Donating a life-saving organ

About 114,000 Americans are waiting for an organ donation right now.

April is national donate life month.

Living organ donors have many ways they can save a life whether it be giving a kidney, a lobe of a lung, or a portion of the liver, pancreas or intestine.

It not only saves someone’s life, it gives him or her a second chance at living.

Crystal Sparks donated a kidney to her husband, Rob, when the couple learned he needed dialysis. On average, patients wait five to seven years for a kidney from a deceased donor.

Sparks says, "They've been telling me for years, telling me my diabetes was going to catch up with me. Finally they were like you're going on dialysis, you need a transplant."

He watched his own mother die after battling diabetes then spending five years on dialysis.

Both his wife and oldest daughter were tested to see if they could be a perfect match.

Dr. Hiro Sogawa says patients more often now are finding their own donors.

"It’s not unusual that sometimes they find a donor on facebook."

But Crystal and Rob Sparks have a special love story.

Meeting at 18, they've been a couple for 25 years with two wonderful daughters.

Now, they share a bond deeper than most.

Crystal Sparks describes it with a playful smile on her face.

"I’ll call him up and say, 'how is my kidney doing today?'”

Crystal not only gave Rob the gift of life, she gave him the chance to truly live when she donated one of her kidneys after learning Rob, at 41, was on the verge of dialysis.

Rob gets visibly emotional as he recounts what lead to that moment.  "The diet, not controlling my blood pressure and my diabetes. I mean, I was guilty."

Though he reached 400 pounds, much of his life was healthy, he didn't smoke, doesn't drink, and has never taken drugs.

He describes himself as active and athletic as a life long basketball player.

However, there were months that financially they were forced to choose between two medicines:  high blood pressure or insulin for diabetes.

Just one year after losing his own mother to the ravages of diabetes and dialysis rob was facing the same fate.

"I came home, and I cried to my wife and said I need a donor. And she didn't even think twice and she said I’ll go get tested."

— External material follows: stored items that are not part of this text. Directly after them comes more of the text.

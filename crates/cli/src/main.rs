//! attrenc launcher
//!
//! Runs one encode → split → train → evaluate pass over a tabular dataset and
//! prints the accuracy summary and per-record results.

use anyhow::{Context, Result};
use attrenc_core::{
    AttributeTypes, InferenceScope, MajorityClassLearner, Pipeline, ProblemPreset, RunConfig,
    RunReport, TrainingParams, UnseenCategoryPolicy,
};
use clap::{Parser, ValueEnum};
use std::fs::File;
use std::io::BufWriter;
use std::path::PathBuf;
use std::process::ExitCode;
use tracing::{error, info};
use tracing_subscriber::{layer::SubscriberExt, util::SubscriberInitExt, EnvFilter};

#[derive(Parser, Debug)]
#[command(name = "attrenc")]
#[command(version = env!("CARGO_PKG_VERSION"))]
#[command(about = "Encode a tabular dataset, train a model and score it", long_about = None)]
struct Args {
    /// Known dataset layout
    #[arg(long, value_enum, default_value = "heart")]
    problem: Problem,

    /// Dataset CSV path (header row, last column is the label)
    #[arg(short, long)]
    dataset: Option<PathBuf>,

    /// TOML configuration file layered under the flags
    #[arg(short, long)]
    config: Option<PathBuf>,

    /// Treat every column as categorical, ignoring the preset layout
    #[arg(long, conflicts_with = "continuous")]
    all_categorical: bool,

    /// Comma-separated continuous column indices; every other column is categorical
    #[arg(long, value_delimiter = ',')]
    continuous: Option<Vec<usize>>,

    /// Problem number echoed in the report [default: 1]
    #[arg(short = 'i')]
    problem_number: Option<u32>,

    /// Lazy-training multiplier [default: 1]
    #[arg(short = 'j')]
    lazy_multiplier: Option<u64>,

    /// Backpropagation multiplier [default: 1]
    #[arg(short = 'k')]
    backprop_multiplier: Option<u64>,

    /// Seed for the train/test split
    #[arg(long)]
    seed: Option<u64>,

    /// Training share of the dataset
    #[arg(long)]
    split_ratio: Option<f64>,

    /// Derive encoders from training rows only
    #[arg(long)]
    train_only_inference: bool,

    /// Encode unseen feature values as all-zero blocks instead of failing
    #[arg(long)]
    zero_unseen: bool,

    /// Write the per-record CSV here instead of stdout
    #[arg(long)]
    results: Option<PathBuf>,

    /// Also write the full report as JSON
    #[arg(long)]
    report_json: Option<PathBuf>,

    /// Verbose logging
    #[arg(short, long)]
    verbose: bool,
}

#[derive(Clone, Copy, Debug, ValueEnum)]
enum Problem {
    Heart,
    BreastCancer,
}

impl From<Problem> for ProblemPreset {
    fn from(problem: Problem) -> Self {
        match problem {
            Problem::Heart => ProblemPreset::Heart,
            Problem::BreastCancer => ProblemPreset::BreastCancer,
        }
    }
}

impl Args {
    /// Flags win over the config file and environment. Flags left out keep
    /// whatever the lower layers set.
    fn resolve_config(&self) -> Result<RunConfig> {
        let base = RunConfig::for_preset(ProblemPreset::from(self.problem));
        let mut config = RunConfig::load(&base, self.config.as_deref())
            .context("Failed to load configuration")?;

        if let Some(problem_number) = self.problem_number {
            config.problem_number = problem_number;
        }
        if let Some(j) = self.lazy_multiplier {
            let scaled = TrainingParams::from_multipliers(j, 1);
            config.params.information_gain_train_iterations =
                scaled.information_gain_train_iterations;
            config.params.lazy_train_inner_train_iterations =
                scaled.lazy_train_inner_train_iterations;
            config.params.lazy_train_maximum_tries = scaled.lazy_train_maximum_tries;
        }
        if let Some(k) = self.backprop_multiplier {
            config.params.backpropagation_iterations =
                TrainingParams::from_multipliers(1, k).backpropagation_iterations;
        }
        if self.verbose {
            config.log_level = "debug".to_string();
        }
        if let Some(dataset) = &self.dataset {
            config.dataset_file = dataset.clone();
        }
        if self.all_categorical {
            config.attribute_types = AttributeTypes::AllCategorical;
        }
        if let Some(continuous) = &self.continuous {
            config.attribute_types = AttributeTypes::ContinuousSubset {
                continuous: continuous.clone(),
            };
        }
        if let Some(seed) = self.seed {
            config.seed = Some(seed);
        }
        if let Some(ratio) = self.split_ratio {
            config.split_ratio = ratio;
        }
        if self.train_only_inference {
            config.inference_scope = InferenceScope::TrainOnly;
        }
        if self.zero_unseen {
            config.unseen_category = UnseenCategoryPolicy::ZeroVector;
        }

        config.validate().context("Invalid configuration")?;
        Ok(config)
    }
}

fn init_logging(config: &RunConfig) {
    let filter =
        EnvFilter::try_from_default_env().unwrap_or_else(|_| EnvFilter::new(&config.log_level));

    if config.log_format == "json" {
        tracing_subscriber::registry()
            .with(filter)
            .with(tracing_subscriber::fmt::layer().json().with_writer(std::io::stderr))
            .init();
    } else {
        tracing_subscriber::registry()
            .with(filter)
            .with(
                tracing_subscriber::fmt::layer()
                    .with_target(false)
                    .with_writer(std::io::stderr),
            )
            .init();
    }
}

fn publish(report: &RunReport, args: &Args) -> Result<()> {
    for line in report.summary_lines() {
        info!("{}", line);
    }

    match &args.results {
        Some(path) => {
            let file = File::create(path)
                .with_context(|| format!("Failed to create {}", path.display()))?;
            report.write_results_csv(BufWriter::new(file))?;
            info!("Results written to: {}", path.display());
        }
        None => report.write_results_csv(std::io::stdout().lock())?,
    }

    if let Some(path) = &args.report_json {
        std::fs::write(path, report.to_json_pretty()?)
            .with_context(|| format!("Failed to write {}", path.display()))?;
        info!("Report written to: {}", path.display());
    }

    Ok(())
}

async fn run(args: &Args, config: RunConfig) -> Result<()> {
    info!("attrenc v{}", attrenc_core::VERSION);
    info!("═══════════════════════════════════════════");

    let pipeline = Pipeline::new(config)?;
    let report = pipeline.run(&mut MajorityClassLearner).await?;

    info!("═══════════════════════════════════════════");
    publish(&report, args)
}

#[tokio::main]
async fn main() -> ExitCode {
    let args = Args::parse();

    let config = match args.resolve_config() {
        Ok(config) => config,
        Err(err) => {
            eprintln!("attrenc: {:#}", err);
            return ExitCode::FAILURE;
        }
    };

    init_logging(&config);

    match run(&args, config).await {
        Ok(()) => ExitCode::SUCCESS,
        Err(err) => {
            error!("Run failed: {:#}", err);
            ExitCode::FAILURE
        }
    }
}

#[cfg(test)]
mod tests {
    use super::*;
    use std::io::Write;
    use tempfile::NamedTempFile;

    #[test]
    fn test_continuous_flag_overrides_preset() {
        let args = Args::try_parse_from([
            "attrenc",
            "--problem",
            "breast-cancer",
            "--continuous",
            "0,3",
            "--seed",
            "11",
        ])
        .unwrap();
        let config = args.resolve_config().unwrap();

        assert_eq!(
            config.attribute_types,
            AttributeTypes::ContinuousSubset {
                continuous: vec![0, 3]
            }
        );
        assert_eq!(config.seed, Some(11));
        assert_eq!(
            config.dataset_file,
            ProblemPreset::BreastCancer.dataset_file()
        );
    }

    #[test]
    fn test_args_parse_multipliers() {
        let args = Args::try_parse_from([
            "attrenc",
            "--problem",
            "breast-cancer",
            "-i",
            "2",
            "-j",
            "3",
            "-k",
            "2",
        ])
        .unwrap();
        let config = args.resolve_config().unwrap();
        assert_eq!(config.problem_number, 2);
        assert_eq!(config.params.backpropagation_iterations, 4);
        assert_eq!(config.params.information_gain_train_iterations, 90);
        assert_eq!(config.params.lazy_train_maximum_tries, 9);
    }

    fn write_config(contents: &str) -> NamedTempFile {
        let mut file = tempfile::Builder::new().suffix(".toml").tempfile().unwrap();
        file.write_all(contents.as_bytes()).unwrap();
        file.flush().unwrap();
        file
    }

    const RUN_TOML: &str = "\
problem_number = 3
log_level = \"warn\"

[params]
backpropagation_iterations = 7
information_gain_train_iterations = 30
lazy_train_inner_train_iterations = 2
lazy_train_maximum_tries = 5
";

    #[test]
    fn test_explicit_flags_beat_config_file() {
        let file = write_config(RUN_TOML);
        let path = file.path().to_str().unwrap();

        let args =
            Args::try_parse_from(["attrenc", "-c", path, "-i", "2", "-k", "5", "-v"]).unwrap();
        let config = args.resolve_config().unwrap();

        assert_eq!(config.problem_number, 2);
        assert_eq!(config.params.backpropagation_iterations, 25);
        assert_eq!(config.log_level, "debug");
        // -j was not passed, so the file's lazy-training values stand
        assert_eq!(config.params.information_gain_train_iterations, 30);
        assert_eq!(config.params.lazy_train_inner_train_iterations, 2);
        assert_eq!(config.params.lazy_train_maximum_tries, 5);
    }

    #[test]
    fn test_omitted_flags_keep_config_file_values() {
        let file = write_config(RUN_TOML);
        let path = file.path().to_str().unwrap();

        let args = Args::try_parse_from(["attrenc", "-c", path]).unwrap();
        let config = args.resolve_config().unwrap();

        assert_eq!(config.problem_number, 3);
        assert_eq!(config.params.backpropagation_iterations, 7);
        assert_eq!(config.log_level, "warn");
    }

    #[test]
    fn test_continuous_conflicts_with_all_categorical() {
        let parsed = Args::try_parse_from(["attrenc", "--all-categorical", "--continuous", "0,1"]);
        assert!(parsed.is_err());
    }
}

She was an organ match. She would become one of more than the 6,000 living organ donors each year.

It’s a precious gift they’re not taking for granted.

The family eats healthier.

Rob is on his way to being half the man he used to be — dropping nearly 50% of his body weight.

And the entire family is on the move.

Crystal describes their new lifestyle.

"We enjoy basketball, walking, we challenge each other with lifting weights.  I feel like he's more connected to me because of it.  People come into your life for a reason. I'm truly a blessing for him as much as he is for me."